For this exercise, copy out each line of the material below that includes "struct".

##### RECORD SET

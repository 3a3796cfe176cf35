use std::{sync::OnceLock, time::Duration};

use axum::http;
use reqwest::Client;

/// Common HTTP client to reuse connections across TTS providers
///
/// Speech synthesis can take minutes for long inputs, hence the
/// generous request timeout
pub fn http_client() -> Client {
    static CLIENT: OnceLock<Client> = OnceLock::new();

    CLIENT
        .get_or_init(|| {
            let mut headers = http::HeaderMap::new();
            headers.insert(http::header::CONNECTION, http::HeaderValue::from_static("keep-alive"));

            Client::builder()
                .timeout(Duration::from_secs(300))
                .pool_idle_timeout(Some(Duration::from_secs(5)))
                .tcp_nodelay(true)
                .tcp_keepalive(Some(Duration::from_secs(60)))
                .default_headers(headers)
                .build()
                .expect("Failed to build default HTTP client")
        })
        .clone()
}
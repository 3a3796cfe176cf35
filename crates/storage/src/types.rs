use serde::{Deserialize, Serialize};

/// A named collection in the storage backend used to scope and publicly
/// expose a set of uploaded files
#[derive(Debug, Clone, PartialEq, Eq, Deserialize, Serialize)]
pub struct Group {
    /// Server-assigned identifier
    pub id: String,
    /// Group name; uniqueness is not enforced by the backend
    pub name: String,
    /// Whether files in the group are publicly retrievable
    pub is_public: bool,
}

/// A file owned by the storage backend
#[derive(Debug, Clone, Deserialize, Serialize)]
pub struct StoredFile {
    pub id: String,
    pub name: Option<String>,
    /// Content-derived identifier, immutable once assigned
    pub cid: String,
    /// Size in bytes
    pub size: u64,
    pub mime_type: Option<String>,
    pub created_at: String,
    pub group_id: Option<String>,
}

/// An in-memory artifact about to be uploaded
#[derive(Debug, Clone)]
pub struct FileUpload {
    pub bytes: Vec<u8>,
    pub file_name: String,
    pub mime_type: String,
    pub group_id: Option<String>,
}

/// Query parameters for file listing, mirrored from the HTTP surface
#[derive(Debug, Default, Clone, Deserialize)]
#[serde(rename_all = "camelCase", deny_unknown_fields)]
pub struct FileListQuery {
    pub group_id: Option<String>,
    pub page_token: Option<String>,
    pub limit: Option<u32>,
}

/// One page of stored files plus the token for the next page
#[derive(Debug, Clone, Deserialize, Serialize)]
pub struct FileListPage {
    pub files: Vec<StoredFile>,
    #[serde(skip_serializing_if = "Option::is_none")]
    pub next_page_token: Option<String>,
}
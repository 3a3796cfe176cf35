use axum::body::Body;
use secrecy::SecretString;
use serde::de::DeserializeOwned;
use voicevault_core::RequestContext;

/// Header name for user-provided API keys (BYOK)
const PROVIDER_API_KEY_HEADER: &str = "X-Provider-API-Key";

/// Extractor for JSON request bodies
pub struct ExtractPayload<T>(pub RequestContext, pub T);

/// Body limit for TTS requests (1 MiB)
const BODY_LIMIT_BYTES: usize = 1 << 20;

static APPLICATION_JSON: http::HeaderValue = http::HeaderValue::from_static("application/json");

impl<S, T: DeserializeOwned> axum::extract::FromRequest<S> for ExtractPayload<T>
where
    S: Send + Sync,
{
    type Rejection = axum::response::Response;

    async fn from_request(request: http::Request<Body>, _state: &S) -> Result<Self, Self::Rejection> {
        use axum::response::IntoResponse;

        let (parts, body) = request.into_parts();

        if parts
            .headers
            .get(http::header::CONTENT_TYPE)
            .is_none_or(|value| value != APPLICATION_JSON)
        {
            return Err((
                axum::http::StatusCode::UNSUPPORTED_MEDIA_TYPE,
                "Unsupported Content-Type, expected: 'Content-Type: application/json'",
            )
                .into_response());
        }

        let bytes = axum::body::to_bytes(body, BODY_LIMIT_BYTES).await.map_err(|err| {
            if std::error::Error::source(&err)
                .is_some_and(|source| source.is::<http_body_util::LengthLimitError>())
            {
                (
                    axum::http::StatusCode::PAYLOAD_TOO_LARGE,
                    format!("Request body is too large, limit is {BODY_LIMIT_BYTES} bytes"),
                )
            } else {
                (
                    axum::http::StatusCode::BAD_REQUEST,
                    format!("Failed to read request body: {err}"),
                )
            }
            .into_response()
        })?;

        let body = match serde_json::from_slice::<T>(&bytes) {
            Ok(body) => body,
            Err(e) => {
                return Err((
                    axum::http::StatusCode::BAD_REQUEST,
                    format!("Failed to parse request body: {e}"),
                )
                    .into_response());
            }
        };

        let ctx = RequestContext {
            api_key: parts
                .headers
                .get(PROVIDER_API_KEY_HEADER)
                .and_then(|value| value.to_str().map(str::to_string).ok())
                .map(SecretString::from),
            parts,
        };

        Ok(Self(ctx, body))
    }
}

##########

• **TASK RESULT**
pub struct Group {
pub struct StoredFile {
pub struct FileUpload {
pub struct FileListQuery {
pub struct FileListPage {
pub struct ExtractPayload<T>(pub RequestContext, pub T);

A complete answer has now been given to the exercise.